In recent years, hybrid organic–inorganic halide perovskites have attracted extensive attention due to their potential in low-cost fabrication across a broad spectrum of photovoltaic applications, particularly in perovskite-based solar cells. To increase the efficiency of the photovoltaic effect, grain size plays a pivotal role, and it must be reduced for the realization of a large charge diffusion length. In this study, we investigate the grain-size-dependent optical conductivity of CH3NH3PbI3 perovskite (MAPbI3) in the terahertz frequency range. The grain sizes examined are 100, 500, 1,000, and 2,000 nm. There are two distinct phonon features in the optical conductivity spectra, which show no discernible variations with respect to grain size. In contrast, spectral features associated with free carrier dynamics show a noticeable evolution as grain size is varied.
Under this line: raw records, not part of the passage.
//! Undo history of player positions

use serde::{Deserialize, Serialize};

use crate::dungeon::Position;

/// Stack of positions the player stood on before each move
#[derive(Debug, Clone, Default, PartialEq, Eq, Serialize, Deserialize)]
pub struct UndoHistory {
    stack: Vec<Position>,
}

impl UndoHistory {
    pub fn new() -> Self {
        Self::default()
    }

    /// Remember where the player was before a move
    pub fn record(&mut self, pos: Position) {
        self.stack.push(pos);
    }

    pub fn pop(&mut self) -> Option<Position> {
        self.stack.pop()
    }

    pub fn len(&self) -> usize {
        self.stack.len()
    }

    pub fn is_empty(&self) -> bool {
        self.stack.is_empty()
    }

    /// Recorded positions, oldest first
    pub fn iter(&self) -> impl Iterator<Item = &Position> {
        self.stack.iter()
    }
}
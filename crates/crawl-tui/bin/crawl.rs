//! Crawl: a tiny fog-of-war dungeon explorer
//!
//! Main entry point for the game.

use std::fs::OpenOptions;
use std::io::{self, BufRead, Write};
use std::path::{Path, PathBuf};
use std::time::Duration;

use anyhow::Context;
use clap::Parser;
use crossterm::{
    event, execute,
    terminal::{EnterAlternateScreen, LeaveAlternateScreen, disable_raw_mode, enable_raw_mode},
};
use log::{LevelFilter, info};
use ratatui::Terminal;
use ratatui::backend::CrosstermBackend;

use crawl_core::GameState;
use crawl_core::world::GameOptions;
use crawl_tui::App;

/// Options file looked up in the home directory when no --config is given
const RC_FILE: &str = ".crawlrc";

/// Crawl dungeon explorer
#[derive(Parser, Debug)]
#[command(name = "crawl")]
#[command(author, version, about = "Crawl - explore the dungeon, find the exit!", long_about = None)]
struct Args {
    /// Options file (defaults to ~/.crawlrc when present)
    #[arg(short = 'c', long = "config")]
    config: Option<PathBuf>,

    /// Read commands from stdin, one per line, instead of opening the UI
    #[arg(long = "batch")]
    batch: bool,

    /// With --batch, print the final game state as JSON
    #[arg(long = "json", requires = "batch")]
    json: bool,

    /// Append log output to this file
    #[arg(long = "log-file")]
    log_file: Option<PathBuf>,

    /// Verbose logging (-v debug, -vv trace)
    #[arg(short = 'v', long = "verbose", action = clap::ArgAction::Count)]
    verbose: u8,

    /// Disable colors
    #[arg(long = "no-color")]
    no_color: bool,
}

fn main() -> anyhow::Result<()> {
    let args = Args::parse();

    init_logging(args.log_file.as_deref(), args.verbose, args.batch)?;

    let options = load_options(&args)?;
    let state = GameState::from_options(&options).context("building the dungeon")?;
    info!(
        "starting {}x{} dungeon",
        state.map().rows(),
        state.map().cols()
    );

    if args.batch {
        run_batch(state, args.json)
    } else {
        run_tui(App::new(state, options))
    }
}

/// Set up env_logger. Without a log file the interactive UI stays silent
/// unless RUST_LOG asks otherwise, since stderr shares the screen.
fn init_logging(log_file: Option<&Path>, verbosity: u8, batch: bool) -> anyhow::Result<()> {
    let mut builder = env_logger::Builder::new();
    let base_level = match verbosity {
        0 => LevelFilter::Warn,
        1 => LevelFilter::Debug,
        _ => LevelFilter::Trace,
    };
    builder.filter_level(base_level);
    builder.parse_default_env();

    if let Some(path) = log_file {
        let file = OpenOptions::new()
            .create(true)
            .append(true)
            .open(path)
            .with_context(|| format!("opening log file {}", path.display()))?;
        builder.target(env_logger::Target::Pipe(Box::new(file)));
    } else if !batch && std::env::var_os("RUST_LOG").is_none() {
        builder.filter_level(LevelFilter::Off);
    }

    builder.format(|buf, record| {
        writeln!(
            buf,
            "[{}] {}: {}",
            record.level(),
            record.target(),
            record.args()
        )
    });
    builder.try_init()?;
    Ok(())
}

fn load_options(args: &Args) -> anyhow::Result<GameOptions> {
    let path = args.config.clone().or_else(|| {
        dirs::home_dir()
            .map(|home| home.join(RC_FILE))
            .filter(|path| path.exists())
    });

    let mut options = match path {
        Some(path) => GameOptions::load_from_file(&path)
            .with_context(|| format!("loading options from {}", path.display()))?,
        None => GameOptions::default(),
    };
    if args.no_color {
        options.color = false;
    }
    Ok(options)
}

/// Headless play: each stdin line is one typed command
fn run_batch(mut state: GameState, json: bool) -> anyhow::Result<()> {
    let stdout = io::stdout();
    let mut out = stdout.lock();

    for line in io::stdin().lock().lines() {
        let feedback = state.process_command(&line?);
        if !feedback.is_empty() {
            writeln!(out, "{}", feedback)?;
        }
    }

    if json {
        writeln!(out, "{}", serde_json::to_string_pretty(&state)?)?;
    }
    Ok(())
}

fn run_tui(mut app: App) -> anyhow::Result<()> {
    enable_raw_mode()?;
    let mut stdout = io::stdout();
    execute!(stdout, EnterAlternateScreen)?;
    let backend = CrosstermBackend::new(stdout);
    let mut terminal = Terminal::new(backend)?;

    let result = event_loop(&mut terminal, &mut app);

    // Restore terminal even if the loop failed
    disable_raw_mode()?;
    execute!(terminal.backend_mut(), LeaveAlternateScreen)?;
    terminal.show_cursor()?;

    result
}

fn event_loop(
    terminal: &mut Terminal<CrosstermBackend<io::Stdout>>,
    app: &mut App,
) -> anyhow::Result<()> {
    while !app.should_quit() {
        terminal.draw(|frame| app.render(frame))?;

        if event::poll(Duration::from_millis(100))? {
            app.handle_event(event::read()?);
        }
    }
    Ok(())
}
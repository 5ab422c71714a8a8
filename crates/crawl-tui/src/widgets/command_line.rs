//! Command input line with the last feedback message

use ratatui::prelude::*;
use ratatui::widgets::{Block, Borders, Paragraph, Widget};

/// Widget for the text command prompt
pub struct CommandLineWidget<'a> {
    /// Text typed so far, or `None` when the prompt is not focused
    input: Option<&'a str>,
    feedback: &'a str,
}

impl<'a> CommandLineWidget<'a> {
    pub fn new(input: Option<&'a str>, feedback: &'a str) -> Self {
        Self { input, feedback }
    }
}

impl Widget for CommandLineWidget<'_> {
    fn render(self, area: Rect, buf: &mut Buffer) {
        let prompt = match self.input {
            Some(text) => Line::raw(format!("> {}_", text)),
            None => Line::styled(
                "> (Tab to type commands)",
                Style::default().add_modifier(Modifier::DIM),
            ),
        };

        Paragraph::new(vec![Line::raw(self.feedback), prompt])
            .block(Block::default().borders(Borders::TOP))
            .render(area, buf);
    }
}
We interpret these spectral changes arising from free-carrier dynamics as resulting from grain-size-dependent carrier trapping, which is consistently supported by pump-probe measurements. Our comprehensive experimental investigation indicates that increasing the grain size to approximately 1,000 nm is necessary to achieve a carrier scattering rate comparable to that of ideal MAPbI 3 crystals without grain boundaries.